Scan the entries below, and for each line that includes the word "only", make a copy.

*PROVIDED INFORMATION*.
# # # # # # #

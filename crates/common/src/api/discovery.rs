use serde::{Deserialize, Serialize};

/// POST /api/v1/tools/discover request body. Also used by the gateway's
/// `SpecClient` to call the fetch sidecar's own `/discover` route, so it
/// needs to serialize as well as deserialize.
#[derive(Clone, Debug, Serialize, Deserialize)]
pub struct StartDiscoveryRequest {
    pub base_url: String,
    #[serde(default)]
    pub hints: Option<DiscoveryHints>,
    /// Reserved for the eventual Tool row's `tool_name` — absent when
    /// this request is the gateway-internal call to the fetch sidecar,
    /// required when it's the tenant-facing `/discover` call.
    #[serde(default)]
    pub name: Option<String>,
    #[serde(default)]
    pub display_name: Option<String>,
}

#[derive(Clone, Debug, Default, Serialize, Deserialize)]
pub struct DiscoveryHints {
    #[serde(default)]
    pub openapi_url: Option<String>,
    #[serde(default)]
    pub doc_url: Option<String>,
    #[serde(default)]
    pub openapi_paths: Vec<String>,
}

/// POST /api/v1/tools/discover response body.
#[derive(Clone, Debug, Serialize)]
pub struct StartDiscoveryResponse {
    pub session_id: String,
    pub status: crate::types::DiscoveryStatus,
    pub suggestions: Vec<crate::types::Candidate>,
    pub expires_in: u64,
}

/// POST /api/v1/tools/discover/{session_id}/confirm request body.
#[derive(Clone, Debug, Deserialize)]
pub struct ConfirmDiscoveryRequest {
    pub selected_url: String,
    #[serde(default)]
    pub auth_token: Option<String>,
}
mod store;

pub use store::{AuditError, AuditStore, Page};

# # # # # # #

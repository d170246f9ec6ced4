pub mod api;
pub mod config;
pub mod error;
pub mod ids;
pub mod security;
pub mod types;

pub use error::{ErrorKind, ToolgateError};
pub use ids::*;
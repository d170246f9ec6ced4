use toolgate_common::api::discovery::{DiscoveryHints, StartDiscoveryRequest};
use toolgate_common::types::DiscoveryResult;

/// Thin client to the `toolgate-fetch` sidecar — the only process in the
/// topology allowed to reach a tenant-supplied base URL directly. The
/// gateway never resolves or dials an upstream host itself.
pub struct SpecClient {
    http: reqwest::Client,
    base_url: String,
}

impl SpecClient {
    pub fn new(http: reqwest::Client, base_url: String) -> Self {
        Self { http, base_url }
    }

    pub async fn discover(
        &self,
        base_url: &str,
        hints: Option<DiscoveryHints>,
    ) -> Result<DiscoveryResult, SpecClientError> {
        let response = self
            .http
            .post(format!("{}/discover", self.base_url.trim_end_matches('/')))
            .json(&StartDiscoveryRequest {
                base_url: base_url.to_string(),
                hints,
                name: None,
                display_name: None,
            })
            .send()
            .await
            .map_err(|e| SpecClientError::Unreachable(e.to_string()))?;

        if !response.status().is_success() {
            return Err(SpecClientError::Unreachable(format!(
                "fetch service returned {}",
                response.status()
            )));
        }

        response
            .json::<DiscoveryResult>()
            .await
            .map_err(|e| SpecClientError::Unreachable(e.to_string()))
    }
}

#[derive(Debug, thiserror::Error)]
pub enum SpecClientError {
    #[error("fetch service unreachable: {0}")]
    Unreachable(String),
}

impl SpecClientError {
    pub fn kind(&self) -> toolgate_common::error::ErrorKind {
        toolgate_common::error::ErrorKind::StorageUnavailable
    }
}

# # # # # # #

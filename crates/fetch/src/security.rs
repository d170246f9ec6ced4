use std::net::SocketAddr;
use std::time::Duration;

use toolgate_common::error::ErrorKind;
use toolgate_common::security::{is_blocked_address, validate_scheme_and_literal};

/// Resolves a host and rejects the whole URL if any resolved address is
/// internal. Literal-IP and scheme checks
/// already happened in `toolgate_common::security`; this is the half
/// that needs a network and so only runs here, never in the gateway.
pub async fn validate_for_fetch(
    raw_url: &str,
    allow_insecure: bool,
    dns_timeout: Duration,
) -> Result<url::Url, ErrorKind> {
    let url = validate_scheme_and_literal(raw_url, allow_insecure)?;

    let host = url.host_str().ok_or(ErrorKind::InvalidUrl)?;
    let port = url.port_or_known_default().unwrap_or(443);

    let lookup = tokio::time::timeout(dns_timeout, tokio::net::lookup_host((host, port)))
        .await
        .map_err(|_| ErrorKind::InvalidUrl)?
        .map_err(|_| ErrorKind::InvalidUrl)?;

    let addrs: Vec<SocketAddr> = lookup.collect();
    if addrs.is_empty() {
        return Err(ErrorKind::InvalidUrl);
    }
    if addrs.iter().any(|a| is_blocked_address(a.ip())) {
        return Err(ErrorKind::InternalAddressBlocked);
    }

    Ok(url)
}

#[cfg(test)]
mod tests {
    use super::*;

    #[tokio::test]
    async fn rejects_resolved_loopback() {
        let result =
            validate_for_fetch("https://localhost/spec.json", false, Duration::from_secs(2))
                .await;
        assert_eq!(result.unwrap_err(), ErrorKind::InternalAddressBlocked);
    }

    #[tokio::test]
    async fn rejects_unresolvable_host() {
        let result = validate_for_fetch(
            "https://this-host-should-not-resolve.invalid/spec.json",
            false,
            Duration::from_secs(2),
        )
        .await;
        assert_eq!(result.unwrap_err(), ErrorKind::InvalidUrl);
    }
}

# # # # # # #

*ANSWER SECTION*.
/// Thin client to the `toolgate-fetch` sidecar — the only process in the
/// that needs a network and so only runs here, never in the gateway.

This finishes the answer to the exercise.